**Activity**
Range to output from the entries below: the line containing "pub fn resolve(cli: &Cli)" through the line containing "returned wrapped with". Set it down exactly, ends included, nothing else.

**Task inputs**

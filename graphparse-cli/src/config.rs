use crate::cli::Cli;
use crate::error::{CliError, CliResult};
use graphparse::ParserConfig;
use std::fs;
use std::path::Path;

/// Read a TOML parser config; missing fields keep their defaults.
pub fn load(path: Option<&Path>) -> CliResult<ParserConfig> {
    let Some(path) = path else {
        return Ok(ParserConfig::default());
    };
    let text = fs::read_to_string(path)
        .map_err(|e| CliError::Config(format!("failed to read {}: {e}", path.display())))?;
    Ok(toml::from_str(&text)?)
}

/// Config file values with command line flags applied on top.
pub fn resolve(cli: &Cli) -> CliResult<ParserConfig> {
    let mut config = load(cli.config.as_deref())?;
    if cli.no_provenance {
        config.record_provenance = false;
    }
    Ok(config)
}
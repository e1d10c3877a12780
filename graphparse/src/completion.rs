//! Delivery of the final outcome of a parse.

use tracing::warn;

use crate::error::{ParseError, Result};

/// Caller-supplied handler, called with the fault (if any) and the store
pub type Completion<'a, S> = Box<dyn FnOnce(Option<&ParseError>, &mut S) + Send + 'a>;

/// Where a parse was when its outcome became known
#[derive(Clone, Copy, Debug, PartialEq, Eq)]
pub enum Stage {
    /// Inside the call, before any asynchronous work started
    Synchronous,
    /// After the pipelined backend started its asynchronous work
    Pipelined,
}

/// Routes one outcome to the completion handler or back to the caller.
///
/// Consumed by [`CompletionBridge::resolve`], so the handler runs at most
/// once per parse.
pub struct CompletionBridge<'a, S> {
    handler: Option<Completion<'a, S>>,
    base: String,
    content_type: String,
}

impl<'a, S> CompletionBridge<'a, S> {
    pub fn new(handler: Option<Completion<'a, S>>, base: &str, content_type: &str) -> Self {
        Self {
            handler,
            base: base.to_string(),
            content_type: content_type.to_string(),
        }
    }

    /// Deliver `outcome`.
    ///
    /// With a handler, the handler sees the outcome and `Ok(())` is
    /// returned. Without one, a synchronous fault is returned wrapped with
    /// the base and content type; a pipelined fault is logged and dropped.
    pub fn resolve(self, outcome: Result<()>, stage: Stage, store: &mut S) -> Result<()> {
        match (self.handler, outcome) {
            (Some(handler), outcome) => {
                handler(outcome.as_ref().err(), store);
                Ok(())
            }
            (None, Ok(())) => Ok(()),
            (None, Err(fault)) => match stage {
                Stage::Synchronous => Err(fault.in_context(&self.base, &self.content_type)),
                Stage::Pipelined => {
                    warn!(
                        error = %fault,
                        base = %self.base,
                        content_type = %self.content_type,
                        "parse failed with no completion handler"
                    );
                    Ok(())
                }
            },
        }
    }
}

#[cfg(test)]
mod tests {
    use super::*;
    use graphparse_ir::Graph;
    use pretty_assertions::assert_eq;
    use std::error::Error;
    use std::sync::atomic::{AtomicUsize, Ordering};
    use std::sync::Arc;

    fn unsupported() -> ParseError {
        ParseError::UnsupportedFormat("text/plain".to_string())
    }

    #[test]
    fn test_handler_sees_success_once() {
        let calls = Arc::new(AtomicUsize::new(0));
        let seen = calls.clone();
        let bridge: CompletionBridge<'_, Graph> = CompletionBridge::new(
            Some(Box::new(move |fault: Option<&ParseError>, _store: &mut Graph| {
                assert!(fault.is_none());
                seen.fetch_add(1, Ordering::SeqCst);
            })),
            "https://example.org/doc",
            "text/turtle",
        );

        let mut graph = Graph::new();
        bridge.resolve(Ok(()), Stage::Synchronous, &mut graph).unwrap();
        assert_eq!(calls.load(Ordering::SeqCst), 1);
    }

    #[test]
    fn test_handler_sees_fault_and_call_succeeds() {
        let mut message = None;
        let bridge = CompletionBridge::new(
            Some(Box::new(|fault: Option<&ParseError>, _store: &mut Graph| {
                message = fault.map(|f| f.to_string());
            })),
            "https://example.org/doc",
            "text/plain",
        );

        let mut graph = Graph::new();
        assert!(bridge.resolve(Err(unsupported()), Stage::Pipelined, &mut graph).is_ok());
        assert_eq!(message.as_deref(), Some("Don't know how to parse text/plain yet"));
    }

    #[test]
    fn test_synchronous_fault_without_handler_gets_context() {
        let bridge = CompletionBridge::<Graph>::new(None, "https://example.org/doc", "text/plain");

        let err = bridge
            .resolve(Err(unsupported()), Stage::Synchronous, &mut Graph::new())
            .unwrap_err();
        assert_eq!(
            err.to_string(),
            "Don't know how to parse text/plain yet while trying to parse <https://example.org/doc> as text/plain"
        );
        assert_eq!(
            err.source().map(|s| s.to_string()).as_deref(),
            Some("Don't know how to parse text/plain yet")
        );
        assert!(matches!(err.root(), ParseError::UnsupportedFormat(_)));
    }

    #[test]
    fn test_pipelined_fault_without_handler_is_dropped() {
        let bridge = CompletionBridge::<Graph>::new(None, "https://example.org/doc", "application/n-quads");
        assert!(bridge
            .resolve(Err(unsupported()), Stage::Pipelined, &mut Graph::new())
            .is_ok());
    }
}
//! Tokenizer shared by the Turtle, N-Quads and SPARQL Update readers.

pub mod chars;
pub mod lexer;
pub mod token;

pub use lexer::{tokenize, Lexer};
pub use token::{Token, TokenKind};
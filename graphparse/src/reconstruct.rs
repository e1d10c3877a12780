//! Turning lexical stream terms back into terms.
//!
//! Pipelined backends hand over statements in lexical notation: `<iri>`,
//! `_:label`, `"value"`, `"value"@lang` and `"value"^^<datatype>`.

use graphparse_ir::{BlankScope, Quad, QuadStore, Term};
use graphparse_turtle::LexicalQuad;
use tracing::{trace, warn};

use crate::error::TermError;

/// Rebuild a term from its lexical notation.
///
/// Literal is tried first, then IRI, then blank node. The literal value is
/// everything between the first and the last `"`, so embedded quotes
/// survive.
///
/// ```
/// use graphparse::reconstruct::reconstruct_term;
/// use graphparse_ir::Term;
///
/// assert_eq!(reconstruct_term("\"chat\"@fr").unwrap(), Term::lang_string("chat", "fr"));
/// assert_eq!(reconstruct_term("_:b0").unwrap(), Term::blank("b0"));
/// ```
pub fn reconstruct_term(lexical: &str) -> Result<Term, TermError> {
    let unrecognized = || TermError::Unrecognized(lexical.to_string());

    if let Some(rest) = lexical.strip_prefix('"') {
        let end = rest.rfind('"').ok_or_else(unrecognized)?;
        let value = &rest[..end];
        let suffix = &rest[end + 1..];
        if suffix.is_empty() {
            return Ok(Term::string(value));
        }
        if let Some(lang) = suffix.strip_prefix('@').filter(|l| !l.is_empty()) {
            return Ok(Term::literal(value, Some(lang), None));
        }
        if let Some(datatype) = suffix
            .strip_prefix("^^<")
            .and_then(|s| s.strip_suffix('>'))
            .filter(|d| !d.is_empty())
        {
            return Ok(Term::literal(value, None, Some(datatype)));
        }
        return Err(unrecognized());
    }

    if let Some(iri) = lexical
        .strip_prefix('<')
        .and_then(|s| s.strip_suffix('>'))
        .filter(|i| !i.is_empty())
    {
        return Ok(Term::iri(iri));
    }

    if let Some(label) = lexical.strip_prefix("_:").filter(|l| !l.is_empty()) {
        return Ok(Term::blank(label));
    }

    Err(unrecognized())
}

/// Rebuild a statement, checking what each position may hold
pub fn reconstruct_quad(quad: &LexicalQuad) -> Result<Quad, TermError> {
    let subject = reconstruct_term(&quad.subject)?;
    if subject.is_literal() {
        return Err(misplaced("subject", &quad.subject));
    }
    let predicate = reconstruct_term(&quad.predicate)?;
    if !predicate.is_iri() {
        return Err(misplaced("predicate", &quad.predicate));
    }
    let object = reconstruct_term(&quad.object)?;
    let graph = match &quad.graph {
        Some(lexical) => {
            let graph = reconstruct_term(lexical)?;
            if graph.is_literal() {
                return Err(misplaced("graph", lexical));
            }
            Some(graph)
        }
        None => None,
    };
    Ok(Quad::new(subject, predicate, object, graph))
}

fn misplaced(position: &'static str, term: &str) -> TermError {
    TermError::Position {
        position,
        term: term.to_string(),
    }
}

/// Write buffered statements into `store` in order.
///
/// The statements are one document: its blank node labels get nodes of
/// their own. A statement with a position that does not reconstruct is
/// skipped with a warning. Returns the number written.
pub fn write_all<S: QuadStore + ?Sized>(store: &mut S, quads: &[LexicalQuad]) -> usize {
    let mut blanks = BlankScope::new();
    let mut written = 0;
    for lexical in quads {
        match reconstruct_quad(lexical) {
            Ok(quad) => {
                let quad = blanks.scope_quad(quad);
                trace!(%quad, "flushing statement");
                store.add(quad);
                written += 1;
            }
            Err(error) => warn!(%error, statement = %lexical, "skipping statement"),
        }
    }
    written
}

#[cfg(test)]
mod tests {
    use super::*;
    use graphparse_ir::{Datatype, Graph};
    use graphparse_vocab::xsd;
    use pretty_assertions::assert_eq;

    fn lexical(s: &str, p: &str, o: &str, g: Option<&str>) -> LexicalQuad {
        LexicalQuad {
            subject: s.to_string(),
            predicate: p.to_string(),
            object: o.to_string(),
            graph: g.map(str::to_string),
        }
    }

    #[test]
    fn test_literals() {
        assert_eq!(reconstruct_term("\"plain\"").unwrap(), Term::string("plain"));
        assert_eq!(
            reconstruct_term("\"5\"^^<http://www.w3.org/2001/XMLSchema#integer>").unwrap(),
            Term::typed("5", Datatype::from_iri(xsd::INTEGER))
        );
        assert_eq!(
            reconstruct_term("\"say \"hi\"\"@en-GB").unwrap(),
            Term::lang_string("say \"hi\"", "en-GB")
        );
        assert_eq!(reconstruct_term("\"\"").unwrap(), Term::string(""));
    }

    #[test]
    fn test_literal_checked_before_iri() {
        let term = reconstruct_term("\"<http://example.org/>\"").unwrap();
        assert!(term.is_literal());
    }

    #[test]
    fn test_iri_and_blank() {
        assert_eq!(
            reconstruct_term("<http://example.org/a>").unwrap(),
            Term::iri("http://example.org/a")
        );
        assert_eq!(reconstruct_term("_:b12").unwrap(), Term::blank("b12"));
    }

    #[test]
    fn test_unrecognized() {
        for bad in ["http://example.org/a", "<>", "_:", "\"open", "\"x\"@", "\"x\"^^dt", ""] {
            assert_eq!(
                reconstruct_term(bad),
                Err(TermError::Unrecognized(bad.to_string())),
                "{bad}"
            );
        }
    }

    #[test]
    fn test_position_rules() {
        let quad = lexical("\"lit\"", "<http://p>", "<http://o>", None);
        assert!(matches!(
            reconstruct_quad(&quad),
            Err(TermError::Position { position: "subject", .. })
        ));

        let quad = lexical("<http://s>", "_:p", "<http://o>", None);
        assert!(matches!(
            reconstruct_quad(&quad),
            Err(TermError::Position { position: "predicate", .. })
        ));

        let quad = lexical("_:s", "<http://p>", "\"o\"", Some("<http://g>"));
        let quad = reconstruct_quad(&quad).unwrap();
        assert_eq!(quad.g, Some(Term::iri("http://g")));
    }

    #[test]
    fn test_write_all_skips_bad_statements_in_order() {
        let quads = vec![
            lexical("<http://s>", "<http://p>", "\"1\"", None),
            lexical("<http://s>", "<http://p>", "bogus", None),
            lexical("<http://s>", "<http://p>", "\"3\"", None),
        ];
        let mut graph = Graph::new();
        assert_eq!(write_all(&mut graph, &quads), 2);
        assert_eq!(
            graph.to_ntriples(),
            "<http://s> <http://p> \"1\" .\n<http://s> <http://p> \"3\" .\n"
        );
    }

    #[test]
    fn test_write_all_scopes_blank_labels_per_call() {
        let quads = vec![
            lexical("_:x", "<http://p>", "_:y", None),
            lexical("_:y", "<http://p>", "_:x", None),
        ];
        let mut graph = Graph::new();
        write_all(&mut graph, &quads);
        write_all(&mut graph, &quads);

        let stored = graph.quads();
        assert_eq!(stored[0].s, stored[1].o);
        assert_eq!(stored[0].o, stored[1].s);
        assert_ne!(stored[0].s, Term::blank("x"));
        assert_ne!(stored[2].s, stored[0].s);
        assert_ne!(stored[2].s, stored[0].o);
    }
}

**Exercise answer**
pub fn resolve(cli: &Cli) -> CliResult<ParserConfig> {
    let mut config = load(cli.config.as_deref())?;
    if cli.no_provenance {
        config.record_provenance = false;
    }
    Ok(config)
}
repository e1d10c3877a12780
filename graphparse/src/completion.rs
//! Delivery of the final outcome of a parse.

use tracing::warn;

use crate::error::{ParseError, Result};

/// Caller-supplied handler, called with the fault (if any) and the store
pub type Completion<'a, S> = Box<dyn FnOnce(Option<&ParseError>, &mut S) + Send + 'a>;

/// Where a parse was when its outcome became known
#[derive(Clone, Copy, Debug, PartialEq, Eq)]
pub enum Stage {
    /// Inside the call, before any asynchronous work started
    Synchronous,
    /// After the pipelined backend started its asynchronous work
    Pipelined,
}

/// Routes one outcome to the completion handler or back to the caller.
///
/// Consumed by [`CompletionBridge::resolve`], so the handler runs at most
/// once per parse.
pub struct CompletionBridge<'a, S> {
    handler: Option<Completion<'a, S>>,
    base: String,
    content_type: String,
}

impl<'a, S> CompletionBridge<'a, S> {
    pub fn new(handler: Option<Completion<'a, S>>, base: &str, content_type: &str) -> Self {
        Self {
            handler,
            base: base.to_string(),
            content_type: content_type.to_string(),
        }
    }

    /// Deliver `outcome`.
    ///
    /// With a handler, the handler sees the outcome and `Ok(())` is
    /// returned. Without one, a synchronous fault is returned wrapped with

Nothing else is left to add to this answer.